→ **Action item**: Copy each line of the records below that mentions the word "GameOver".
*** Records shown
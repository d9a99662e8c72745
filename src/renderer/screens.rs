//! Full-screen and overlay panels

use super::{Bitmap, Color, Surface, TextAlign};
use crate::consts::{CANVAS_H, CANVAS_W};
use crate::format_distance;
use crate::gameover::GameOver;
use crate::leaderboard::Leaderboard;
use crate::sim::Flip;

const PANEL_W: f32 = 96.0;
const PANEL_H: f32 = 64.0;

const ROW_TOP: f32 = 16.0;
const ROW_SPACING: f32 = 9.0;

/// Gray box with a black then white border drawn outside it
fn draw_box(g: &mut impl Surface, x: f32, y: f32, w: f32, h: f32) {
    g.set_global_color(Color::WHITE);
    g.fill_rect(x - 2.0, y - 2.0, w + 4.0, h + 4.0);
    g.set_global_color(Color::BLACK);
    g.fill_rect(x - 1.0, y - 1.0, w + 2.0, h + 2.0);
    g.set_global_color(Color::GRAY);
    g.fill_rect(x, y, w, h);
}

/// End-of-run panel, drawn over the game
pub fn draw_game_over(g: &mut impl Surface, go: &GameOver) {
    if !go.active {
        return;
    }

    let cx = CANVAS_W / 2.0;
    let cy = CANVAS_H / 2.0;
    draw_box(g, cx - PANEL_W / 2.0, cy - PANEL_H / 2.0, PANEL_W, PANEL_H);

    g.draw_text(Bitmap::Font, "GAME OVER!", cx, 34.0, TextAlign::Center);
    // "DISTANCE" label
    g.draw_bitmap_region(Bitmap::TinyText, (0.0, 0.0, 32.0, 8.0), cx - 16.0, 46.0, Flip::None);
    g.draw_text(Bitmap::Font, &go.dist_str, cx, 54.0, TextAlign::Center);
}

pub fn draw_leaderboard(g: &mut impl Surface, lb: &Leaderboard) {
    g.clear_screen(Color::WHITE);
    g.set_global_color(Color::BLACK);
    g.fill_rect(1.0, 1.0, CANVAS_W - 2.0, CANVAS_H - 2.0);
    g.set_global_color(Color::GRAY);
    g.fill_rect(2.0, 2.0, CANVAS_W - 4.0, CANVAS_H - 4.0);

    let cx = CANVAS_W / 2.0;
    g.draw_text(Bitmap::Font, "LEADERBOARD", cx, 4.0, TextAlign::Center);

    if lb.fetching {
        g.draw_text(Bitmap::Font, "FETCHING...", cx, 60.0, TextAlign::Center);
    } else {
        for (i, entry) in lb.scores.iter().enumerate() {
            let font = if lb.added_index == Some(i) {
                Bitmap::FontYellow
            } else {
                Bitmap::Font
            };
            let y = ROW_TOP + i as f32 * ROW_SPACING;
            g.draw_text(font, &entry.name, 4.0, y, TextAlign::Left);
            g.draw_text(font, &format_distance(entry.value), cx, y, TextAlign::Left);
        }
    }

    g.draw_text(Bitmap::Font, "PRESS ENTER", cx, 114.0, TextAlign::Center);
}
******
→ **Solution for this exercise**:
use crate::gameover::GameOver;
pub fn draw_game_over(g: &mut impl Surface, go: &GameOver) {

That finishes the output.